MONTREAL — The ultimate political indignity a party leader can face is to run a criss-cross campaign around the country only to be defeated in his or her home riding.
It happened to Liberal chief Michael Ignatieff and Bloc Québécois boss Gilles Duceppe in the last federal election in 2011. This time around Justin Trudeau is attempting to ensure Thomas Mulcair of the New Democratic Party suffers the same fate in the Montreal riding of Outremont.
To that end, the man leading the Liberal forces dropped in at a campaign event Thursday evening to boost his local candidate, Rachel Bendayan.
“What’s happening in Outremont is a real groundswell. I’m feeling the momentum,” said Bendayan, a lawyer who says voters are telling her that they want a change from Mulcair, even if the NDP leader himself is campaigning on that same theme.
“This riding happens to be one of the youngest ridings in Canada. I feel like I really represent them, not only their generation, but also their interests and their concerns,” the 35-year-old said during a break in afternoon campaigning outside a Starbucks on Montreal’s Park Avenue.

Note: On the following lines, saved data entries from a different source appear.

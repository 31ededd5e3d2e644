//! Loader and validator
//!
//! Reads a source file through the matching adapter, checks that the text and
//! time columns exist, deduplicates by identifier and parses timestamps.
//! Rows whose time value does not parse are dropped and counted.

use crate::adapters::InputFormat;
use crate::config::{ColumnNames, ReportConfig, TimeFormat};
use crate::error::ReportError;
use crate::schema::raw_record::{CellValue, RawRecord, RawTable};
use crate::types::ValidatedRecord;
use chrono::{DateTime, NaiveDate, NaiveDateTime, TimeZone, Utc};
use serde::Serialize;
use std::collections::HashSet;
use std::fs;
use std::path::Path;
use tracing::{debug, info, warn};

/// Largest epoch magnitude, in seconds, accepted before the whole column is
/// read as milliseconds (the nanosecond-precision range 1677-09-21..2262-04-11)
pub const EPOCH_SECONDS_LIMIT: f64 = 9_223_372_036.0;

const DATETIME_FORMATS: &[&str] = &[
    "%Y-%m-%d %H:%M:%S%.f",
    "%Y-%m-%dT%H:%M:%S%.f",
    "%Y-%m-%d %H:%M",
    "%Y-%m-%dT%H:%M",
    "%Y/%m/%d %H:%M:%S",
    "%m/%d/%Y %H:%M:%S",
    "%m/%d/%Y %H:%M",
];

const OFFSET_DATETIME_FORMATS: &[&str] = &["%Y-%m-%d %H:%M:%S%.f%z", "%Y-%m-%d %H:%M:%S%.f %z"];

const DATE_FORMATS: &[&str] = &[
    "%Y-%m-%d",
    "%Y/%m/%d",
    "%m/%d/%Y",
    "%d %b %Y",
    "%d %B %Y",
    "%b %d, %Y",
    "%B %d, %Y",
    "%Y%m%d",
];

/// Statistics produced while loading
#[derive(Debug, Clone, Copy, Default, PartialEq, Eq, Serialize)]
pub struct LoadStats {
    pub rows_read: usize,
    pub duplicates_removed: usize,
    pub unparseable_timestamps: usize,
}

/// Output of the loader
#[derive(Debug, Clone)]
pub struct LoadedRecords {
    /// Source columns, in source order
    pub columns: Vec<String>,
    pub records: Vec<ValidatedRecord>,
    pub stats: LoadStats,
}

/// How an epoch column was interpreted
#[derive(Debug, Clone, Copy, PartialEq, Eq)]
enum EpochUnit {
    Seconds,
    Milliseconds,
}

/// Loader for raw review records
#[derive(Debug, Clone)]
pub struct RecordLoader {
    columns: ColumnNames,
    time_format: TimeFormat,
    deduplicate_by_id: bool,
}

impl RecordLoader {
    pub fn new(columns: ColumnNames, time_format: TimeFormat, deduplicate_by_id: bool) -> Self {
        Self {
            columns,
            time_format,
            deduplicate_by_id,
        }
    }

    pub fn from_config(config: &ReportConfig) -> Self {
        Self::new(
            config.columns.clone(),
            config.time_format,
            config.deduplicate_by_id,
        )
    }

    /// Load and validate a source file
    pub fn load(&self, path: &Path) -> Result<LoadedRecords, ReportError> {
        if !path.exists() {
            return Err(ReportError::InputNotFound(path.to_path_buf()));
        }
        let format = InputFormat::from_path(path)?;
        let raw = fs::read_to_string(path)
            .map_err(|e| ReportError::ParseError(format!("{}: {}", path.display(), e)))?;

        debug!(path = %path.display(), ?format, "reading input");
        let table = format.adapter().parse(&raw)?;
        self.load_table(table)
    }

    /// Validate an already-parsed table
    pub fn load_table(&self, table: RawTable) -> Result<LoadedRecords, ReportError> {
        let text_index = table.column_index(&self.columns.text);
        let time_index = table.column_index(&self.columns.time);

        let (text_index, time_index) = match (text_index, time_index) {
            (Some(text), Some(time)) => (text, time),
            _ => {
                let missing: Vec<&str> = [self.columns.text.as_str(), self.columns.time.as_str()]
                    .into_iter()
                    .filter(|name| table.column_index(name).is_none())
                    .collect();
                return Err(ReportError::schema(missing, table.columns.iter().cloned()));
            }
        };
        let id_index = table.column_index(&self.columns.id);
        let summary_index = table.column_index(&self.columns.summary);

        let mut stats = LoadStats {
            rows_read: table.len(),
            ..Default::default()
        };

        // Text-like fields come from the source text, not the inferred cell
        let source_text = |values: &[CellValue], fields: &[String], i: usize| {
            (!values[i].is_null()).then(|| fields[i].clone())
        };

        let mut raw_records: Vec<RawRecord> = table
            .rows
            .into_iter()
            .zip(table.fields)
            .enumerate()
            .map(|(row, (values, fields))| {
                let time = match self.time_format {
                    TimeFormat::Epoch => values[time_index].clone(),
                    TimeFormat::Text => source_text(&values, &fields, time_index)
                        .map_or(CellValue::Null, CellValue::Text),
                };
                RawRecord {
                    row,
                    id: id_index.map(|i| values[i].clone()),
                    text: source_text(&values, &fields, text_index),
                    time,
                    summary: summary_index.and_then(|i| source_text(&values, &fields, i)),
                    fields,
                }
            })
            .collect();

        if self.deduplicate_by_id && id_index.is_some() {
            let before = raw_records.len();
            raw_records = deduplicate(raw_records);
            stats.duplicates_removed = before - raw_records.len();
            if stats.duplicates_removed > 0 {
                info!(
                    "Deduplicated by {}: {} -> {}",
                    self.columns.id,
                    before,
                    raw_records.len()
                );
            }
        }

        let parsed = self.parse_times(&raw_records);
        let mut records = Vec::with_capacity(raw_records.len());
        for (raw, timestamp) in raw_records.into_iter().zip(parsed) {
            match timestamp {
                Some(timestamp) => records.push(ValidatedRecord { raw, timestamp }),
                None => stats.unparseable_timestamps += 1,
            }
        }
        if stats.unparseable_timestamps > 0 {
            warn!(
                "{} rows had unparseable timestamps and were dropped",
                stats.unparseable_timestamps
            );
        }

        Ok(LoadedRecords {
            columns: table.columns,
            records,
            stats,
        })
    }

    fn parse_times(&self, records: &[RawRecord]) -> Vec<Option<DateTime<Utc>>> {
        match self.time_format {
            TimeFormat::Epoch => {
                let unit = epoch_unit(records.iter().map(|r| &r.time));
                if unit == EpochUnit::Milliseconds {
                    info!("epoch values exceed the seconds range, reading column as milliseconds");
                }
                records
                    .iter()
                    .map(|r| parse_epoch(&r.time, unit))
                    .collect()
            }
            TimeFormat::Text => records
                .iter()
                .map(|r| r.time.as_text().and_then(parse_datetime_text))
                .collect(),
        }
    }
}

/// Keep the first record for each identifier, in source order
fn deduplicate(records: Vec<RawRecord>) -> Vec<RawRecord> {
    let mut seen: HashSet<CellValue> = HashSet::with_capacity(records.len());
    records
        .into_iter()
        .filter(|record| match &record.id {
            Some(id) => seen.insert(id.clone()),
            None => true,
        })
        .collect()
}

/// Seconds unless any value falls outside the representable seconds range
fn epoch_unit<'a>(values: impl Iterator<Item = &'a CellValue>) -> EpochUnit {
    let out_of_range = values
        .filter_map(CellValue::as_f64)
        .any(|v| v.abs() > EPOCH_SECONDS_LIMIT);
    if out_of_range {
        EpochUnit::Milliseconds
    } else {
        EpochUnit::Seconds
    }
}

fn parse_epoch(value: &CellValue, unit: EpochUnit) -> Option<DateTime<Utc>> {
    let seconds = match (value, unit) {
        (CellValue::Int(i), EpochUnit::Seconds) => return DateTime::from_timestamp(*i, 0),
        (CellValue::Int(i), EpochUnit::Milliseconds) => {
            if (*i as f64).abs() > EPOCH_SECONDS_LIMIT * 1000.0 {
                return None;
            }
            return DateTime::from_timestamp_millis(*i);
        }
        (other, EpochUnit::Seconds) => other.as_f64()?,
        (other, EpochUnit::Milliseconds) => other.as_f64()? / 1000.0,
    };

    if seconds.abs() > EPOCH_SECONDS_LIMIT {
        return None;
    }
    let whole = seconds.floor();
    let nanos = (((seconds - whole) * 1e9).round() as u32).min(999_999_999);
    DateTime::from_timestamp(whole as i64, nanos)
}

/// Parse free-form date/time text; naive values are taken as UTC
pub fn parse_datetime_text(text: &str) -> Option<DateTime<Utc>> {
    let s = text.trim();
    if s.is_empty() {
        return None;
    }

    if let Ok(dt) = DateTime::parse_from_rfc3339(s) {
        return Some(dt.with_timezone(&Utc));
    }
    if let Ok(dt) = DateTime::parse_from_rfc2822(s) {
        return Some(dt.with_timezone(&Utc));
    }
    for format in OFFSET_DATETIME_FORMATS {
        if let Ok(dt) = DateTime::parse_from_str(s, format) {
            return Some(dt.with_timezone(&Utc));
        }
    }
    for format in DATETIME_FORMATS {
        if let Ok(naive) = NaiveDateTime::parse_from_str(s, format) {
            return Some(Utc.from_utc_datetime(&naive));
        }
    }
    for format in DATE_FORMATS {
        if let Ok(date) = NaiveDate::parse_from_str(s, format) {
            return date
                .and_hms_opt(0, 0, 0)
                .map(|naive| Utc.from_utc_datetime(&naive));
        }
    }
    None
}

There are no set rules outlawing the practice, but bringing the national campaign and the flocks of journalists who follow it into Mulcair’s riding when he isn’t there to defend himself is perceived to be one of the few no-noes that remain in Canadian politics. Mulcair himself didn’t seem troubled by it.

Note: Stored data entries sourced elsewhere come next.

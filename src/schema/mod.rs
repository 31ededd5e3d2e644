//! Input schema
//!
//! This module defines the raw record representation shared by every input
//! encoding, and the loader that validates, deduplicates and timestamps it.

mod loader;
mod raw_record;

pub use loader::*;
pub use raw_record::*;
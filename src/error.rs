//! Error types for Sentiflux

use std::path::PathBuf;
use thiserror::Error;

/// Errors that abort a report run.
///
/// Per-row problems (unparseable timestamps, texts that are too short after
/// normalization) are never errors; they are counted in
/// [`RunStats`](crate::types::RunStats) and the run continues.
#[derive(Debug, Error)]
pub enum ReportError {
    #[error("Invalid configuration: {0}")]
    Configuration(String),

    #[error("Missing expected columns: {missing:?}. Columns present: {present:?}")]
    Schema {
        missing: Vec<String>,
        present: Vec<String>,
    },

    #[error("Unsupported file format: {0}. Use CSV, JSON or JSON lines")]
    UnsupportedFormat(String),

    #[error("Input file not found: {}", .0.display())]
    InputNotFound(PathBuf),

    #[error("Failed reading data: {0}")]
    ParseError(String),

    #[error("I/O error: {0}")]
    Io(#[from] std::io::Error),

    #[error("CSV error: {0}")]
    Csv(#[from] csv::Error),

    #[error("Invalid JSON: {0}")]
    JsonError(#[from] serde_json::Error),

    #[error("Encoding error: {0}")]
    EncodingError(String),
}

impl ReportError {
    /// Build a schema error from the missing and present column names.
    pub fn schema<M, P>(missing: M, present: P) -> Self
    where
        M: IntoIterator,
        M::Item: Into<String>,
        P: IntoIterator,
        P::Item: Into<String>,
    {
        ReportError::Schema {
            missing: missing.into_iter().map(Into::into).collect(),
            present: present.into_iter().map(Into::into).collect(),
        }
    }
}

“It’s a free country. People can do what they want,” he said at a campaign event in Alma, Que., adding that he had already won three times in what was once considered a Liberal party fortress.
“I have every intention of regaining the confidence of voters there, but I think Mr. Trudeau has to explain to you why he has spent most of his campaign going after me,” Mulcair said.
Bendayan insists there is “no bad blood” between the Liberal and NDP camps, though her campaign signs suggest that the local fight is particularly feisty.
What sets them apart from the hundreds of thousands of other Liberal election posters across the country is the black sticker that has been applied to them underscoring that Bendayan is “PRÉSENTE!”
“It signifies that I am present and from what I hear at the doors people are telling me that they don’t see him, that he isn’t here,” she said of Mulcair.
A few blocks north from where Bendayan was canvassing for votes, Mulcair’s local campaign manager, Graham Carpenter, said he was “not at all” concerned about Mulcair’s job security after next Monday’s vote.
But he was dismissive of the Liberal party’s late-campaign incursion into Outremont on a day when Mulcair, Trudeau and Conservative Leader Stephen Harper were hitting different parts of the province in a bid for seats.
“If I were Justin Trudeau I’d spend a little bit more time in my own riding because that’s the one where he actually has a chance of winning,” Carpenter said, adding that he would be willing to bet money with Bendayan on a Mulcair win.
Bendayan’s retort showed the aspiring politician is already well-versed in sticking to her message.
“I find it interesting that most of the times that journalists have done stories on this riding it’s Mr. Carpenter that speaks and not the candidate.”